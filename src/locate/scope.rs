//! Search scopes and cache control shared by drivers and elements.

// ============================================================================
// Imports
// ============================================================================

use crate::error::{DriverResult, Result};
use crate::remote::{Handle, Session};

use super::By;
use super::config::Config;
use super::driver::Driver;
use super::element::Element;
use super::locator::Locator;

// ============================================================================
// Traits
// ============================================================================

/// Something that can scope a lookup.
pub trait Scoped {
    /// Returns a locator for matches of `by` within this scope.
    fn find(&self, by: By) -> Locator;
}

/// Something that lazily resolves a remote object and runs operations on it.
pub trait Resolvable {
    /// The remote handle type operations receive.
    type Target;

    /// Runs `op` against the live remote object.
    ///
    /// # Errors
    ///
    /// Returns the resolution or driver error of the implementor.
    fn apply<T>(&self, op: impl FnMut(&Self::Target) -> DriverResult<T>) -> Result<T>;

    /// Runs a side-effecting `op` against the live remote object.
    ///
    /// # Errors
    ///
    /// See [`apply`](Self::apply).
    fn accept(&self, op: impl FnMut(&Self::Target) -> DriverResult<()>) -> Result<()> {
        self.apply(op)
    }
}

/// Something that caches a lazily resolved remote object.
pub trait Cacheable {
    /// Returns `true` if a remote object is currently cached.
    fn is_cached(&self) -> bool;

    /// Drops the cached remote object; the next use resolves again.
    fn invalidate(&self);
}

impl Scoped for Driver {
    fn find(&self, by: By) -> Locator {
        Driver::find(self, by)
    }
}

impl Scoped for Element {
    fn find(&self, by: By) -> Locator {
        Element::find(self, by)
    }
}

impl Resolvable for Driver {
    type Target = Session;

    fn apply<T>(&self, op: impl FnMut(&Session) -> DriverResult<T>) -> Result<T> {
        Driver::apply(self, op)
    }
}

impl Resolvable for Element {
    type Target = Handle;

    fn apply<T>(&self, op: impl FnMut(&Handle) -> DriverResult<T>) -> Result<T> {
        Element::apply(self, op)
    }
}

impl Cacheable for Driver {
    fn is_cached(&self) -> bool {
        self.has_session()
    }

    fn invalidate(&self) {
        Driver::invalidate(self);
    }
}

impl Cacheable for Element {
    fn is_cached(&self) -> bool {
        self.cache_state().is_cached()
    }

    fn invalidate(&self) {
        Element::invalidate(self);
    }
}

// ============================================================================
// Context
// ============================================================================

/// The scope page-object fields are resolved against.
#[derive(Debug, Clone)]
pub enum Context {
    /// Top level: the whole session.
    Driver(Driver),
    /// Narrowed to descendants of one element.
    Element(Element),
}

impl Context {
    /// Returns the policy bundle of the scope.
    #[must_use]
    pub fn config(&self) -> &Config {
        match self {
            Self::Driver(driver) => driver.config(),
            Self::Element(element) => element.config(),
        }
    }

    /// Returns the driver if this is the top-level scope.
    #[must_use]
    pub fn driver(&self) -> Option<&Driver> {
        match self {
            Self::Driver(driver) => Some(driver),
            Self::Element(_) => None,
        }
    }

    /// Returns the element if this is a narrowed scope.
    #[must_use]
    pub fn element(&self) -> Option<&Element> {
        match self {
            Self::Driver(_) => None,
            Self::Element(element) => Some(element),
        }
    }

    /// Returns `true` if both contexts are the same driver or element.
    #[must_use]
    pub fn same_scope(&self, other: &Context) -> bool {
        match (self, other) {
            (Self::Driver(a), Self::Driver(b)) => a.same_as(b),
            (Self::Element(a), Self::Element(b)) => a.same_as(b),
            _ => false,
        }
    }

    /// Returns the scope element's live handle.
    ///
    /// Returns `None` for the top-level scope.
    ///
    /// # Errors
    ///
    /// See [`Element::handle`].
    pub fn handle(&self) -> Result<Option<Handle>> {
        self.element().map(Element::handle).transpose()
    }
}

impl Scoped for Context {
    fn find(&self, by: By) -> Locator {
        match self {
            Self::Driver(driver) => driver.find(by),
            Self::Element(element) => element.find(by),
        }
    }
}

impl From<Driver> for Context {
    fn from(driver: Driver) -> Self {
        Self::Driver(driver)
    }
}

impl From<Element> for Context {
    fn from(element: Element) -> Self {
        Self::Element(element)
    }
}

// ============================================================================
// Tests
// ============================================================================

#[cfg(test)]
mod tests {
    use super::*;

    use std::time::Duration;

    use crate::locate::wait::FixedInterval;
    use crate::testing::FakeDom;

    fn driver(dom: &FakeDom) -> Driver {
        let dom = dom.clone();
        let config = Config::builder()
            .wait(FixedInterval(Duration::from_millis(2)))
            .present_timeout(Duration::from_millis(40))
            .build()
            .unwrap();
        Driver::builder()
            .config(config)
            .connect(move || Ok(dom.session()))
            .build()
            .unwrap()
    }

    #[test]
    fn test_context_scopes_lookups() {
        let dom = FakeDom::new();
        let header = By::css("header");
        let link = By::link_text("Home");
        dom.set_matches(&header, &["header"]);
        dom.set_child_matches("header", &link, &["home"]);

        let root = Context::from(driver(&dom));
        let narrowed = Context::from(root.find(header).get());

        assert!(root.driver().is_some());
        assert!(narrowed.driver().is_none());
        assert!(narrowed.find(link).get().handle().unwrap().same_as(&dom.node("home")));
    }

    #[test]
    fn test_cacheable_invalidate() {
        let dom = FakeDom::new();
        let by = By::id("x");
        dom.set_matches(&by, &["x"]);
        let driver = driver(&dom);
        let element = driver.find(by).get();

        element.handle().unwrap();
        assert!(Cacheable::is_cached(&element));
        assert!(Cacheable::is_cached(&driver));

        Cacheable::invalidate(&element);
        Cacheable::invalidate(&driver);
        assert!(!Cacheable::is_cached(&element));
        assert!(!Cacheable::is_cached(&driver));
    }

    fn count_calls<R: Resolvable>(scope: &R) -> Result<u32> {
        let mut calls = 0;
        scope.accept(|_| {
            calls += 1;
            Ok(())
        })?;
        Ok(calls)
    }

    #[test]
    fn test_resolvable_is_generic_over_scope() {
        let dom = FakeDom::new();
        let by = By::id("save");
        dom.set_matches(&by, &["save"]);
        let driver = driver(&dom);
        let element = driver.find(by).get();

        assert_eq!(count_calls(&element).unwrap(), 1);
        assert_eq!(count_calls(&driver).unwrap(), 1);
        assert!(element.cache_state().is_cached());
        assert!(driver.has_session());
    }
}
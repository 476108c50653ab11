//! PIV application identifiers, instruction bytes and well known values

/// Application identifier of the PIV applet
pub const PIV_AID: &[u8] = b"\xA0\x00\x00\x03\x08\x00\x00\x10\x00\x01\x00";

/// Interindustry class byte
pub const CLA_ISO: u8 = 0x00;

/// Instruction bytes
pub mod ins {
    /// SELECT
    pub const SELECT: u8 = 0xA4;
    /// VERIFY
    pub const VERIFY: u8 = 0x20;
    /// GET DATA
    pub const GET_DATA: u8 = 0xCB;
    /// GENERATE ASYMMETRIC KEY PAIR
    pub const GENERATE_ASYMMETRIC: u8 = 0x47;
    /// GENERAL AUTHENTICATE
    pub const GENERAL_AUTHENTICATE: u8 = 0x87;
}

/// SELECT by application identifier
pub const P1_SELECT_BY_AID: u8 = 0x04;

/// GET DATA parameters addressing the current application
pub const P1P2_GET_DATA: (u8, u8) = (0x3F, 0xFF);

/// Length of the VERIFY data field
pub const PIN_BLOCK_LEN: usize = 8;

/// Padding byte after the PIN in the VERIFY data field
pub const PIN_PADDING: u8 = 0xFF;

/// References for VERIFY
pub mod pin_banks {
    /// Global PIN
    pub const GLOBAL: u8 = 0x00;
    /// PIV application PIN
    pub const PIV_PIN: u8 = 0x80;
    /// PIN unblocking key
    pub const PUK: u8 = 0x81;
}

/// Key references
pub mod slots {
    /// PIV authentication key
    pub const AUTHENTICATION: u8 = 0x9A;
    /// Digital signature key
    pub const SIGNATURE: u8 = 0x9C;
    /// Key management key
    pub const KEY_MANAGEMENT: u8 = 0x9D;
    /// Card authentication key
    pub const CARD_AUTHENTICATION: u8 = 0x9E;
}

/// Cryptographic mechanism identifiers
pub mod algorithms {
    /// RSA 1024
    pub const RSA_1024: u8 = 0x06;
    /// RSA 2048
    pub const RSA_2048: u8 = 0x07;
    /// ECC P-256
    pub const ECC_P256: u8 = 0x11;
    /// ECC P-384
    pub const ECC_P384: u8 = 0x14;
}

/// Data object identifiers used as GET DATA paths
pub mod objects {
    /// Card holder unique identifier
    pub const CHUID: &[u8] = &[0x5F, 0xC1, 0x02];
    /// Card capability container
    pub const CAPABILITY_CONTAINER: &[u8] = &[0x5F, 0xC1, 0x07];
    /// X.509 certificate for PIV authentication (slot 9A)
    pub const CERT_AUTHENTICATION: &[u8] = &[0x5F, 0xC1, 0x05];
    /// X.509 certificate for digital signature (slot 9C)
    pub const CERT_SIGNATURE: &[u8] = &[0x5F, 0xC1, 0x0A];
    /// X.509 certificate for key management (slot 9D)
    pub const CERT_KEY_MANAGEMENT: &[u8] = &[0x5F, 0xC1, 0x0B];
    /// X.509 certificate for card authentication (slot 9E)
    pub const CERT_CARD_AUTHENTICATION: &[u8] = &[0x5F, 0xC1, 0x01];
    /// Discovery object
    pub const DISCOVERY: &[u8] = &[0x7E];

    /// Certificate object for a key reference
    pub const fn certificate_for_slot(slot: u8) -> Option<&'static [u8]> {
        match slot {
            super::slots::AUTHENTICATION => Some(CERT_AUTHENTICATION),
            super::slots::SIGNATURE => Some(CERT_SIGNATURE),
            super::slots::KEY_MANAGEMENT => Some(CERT_KEY_MANAGEMENT),
            super::slots::CARD_AUTHENTICATION => Some(CERT_CARD_AUTHENTICATION),
            _ => None,
        }
    }
}

/// Tags of the data objects exchanged with the applet
pub mod tags {
    use crate::tlv::Tag;

    /// Tag list in a GET DATA command
    pub const TAG_LIST: Tag = Tag::from_raw(0x5C);
    /// Wrapper of every data object returned by GET DATA
    pub const DATA: Tag = Tag::from_raw(0x53);
    /// Certificate inside a certificate data object
    pub const CERTIFICATE: Tag = Tag::from_raw(0x70);
    /// Certificate info byte; bit 0 set when the certificate is gzip compressed
    pub const CERT_INFO: Tag = Tag::from_raw(0x71);

    /// Control reference template of GENERATE ASYMMETRIC KEY PAIR
    pub const CONTROL_REFERENCE: Tag = Tag::from_raw(0xAC);
    /// Cryptographic mechanism inside the control reference template
    pub const MECHANISM: Tag = Tag::from_raw(0x80);
    /// Parameter inside the control reference template
    pub const PARAMETER: Tag = Tag::from_raw(0xAB);
    /// Public key template returned by GENERATE ASYMMETRIC KEY PAIR
    pub const PUBLIC_KEY: Tag = Tag::from_raw(0x7F49);
    /// RSA modulus
    pub const RSA_MODULUS: Tag = Tag::from_raw(0x81);
    /// RSA public exponent
    pub const RSA_EXPONENT: Tag = Tag::from_raw(0x82);
    /// Elliptic curve point
    pub const EC_POINT: Tag = Tag::from_raw(0x86);

    /// Dynamic authentication template of GENERAL AUTHENTICATE
    pub const DYNAMIC_AUTH: Tag = Tag::from_raw(0x7C);
    /// Challenge (the data to sign)
    pub const CHALLENGE: Tag = Tag::from_raw(0x81);
    /// Response (the signature)
    pub const RESPONSE: Tag = Tag::from_raw(0x82);
}

/// Value of the parameter object in the control reference template
pub const GENERATE_PARAMETER: u8 = 0x02;

/// Settle time after SELECT, in milliseconds
pub const SELECT_DELAY_MS: u64 = 250;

### WHAT IS NEEDED
Which of the lines above contain "bool"? Return them all.

### EXERCISE RESPONSE
    fn is_cached(&self) -> bool;
    fn is_cached(&self) -> bool {
    fn is_cached(&self) -> bool {
    pub fn same_scope(&self, other: &Context) -> bool {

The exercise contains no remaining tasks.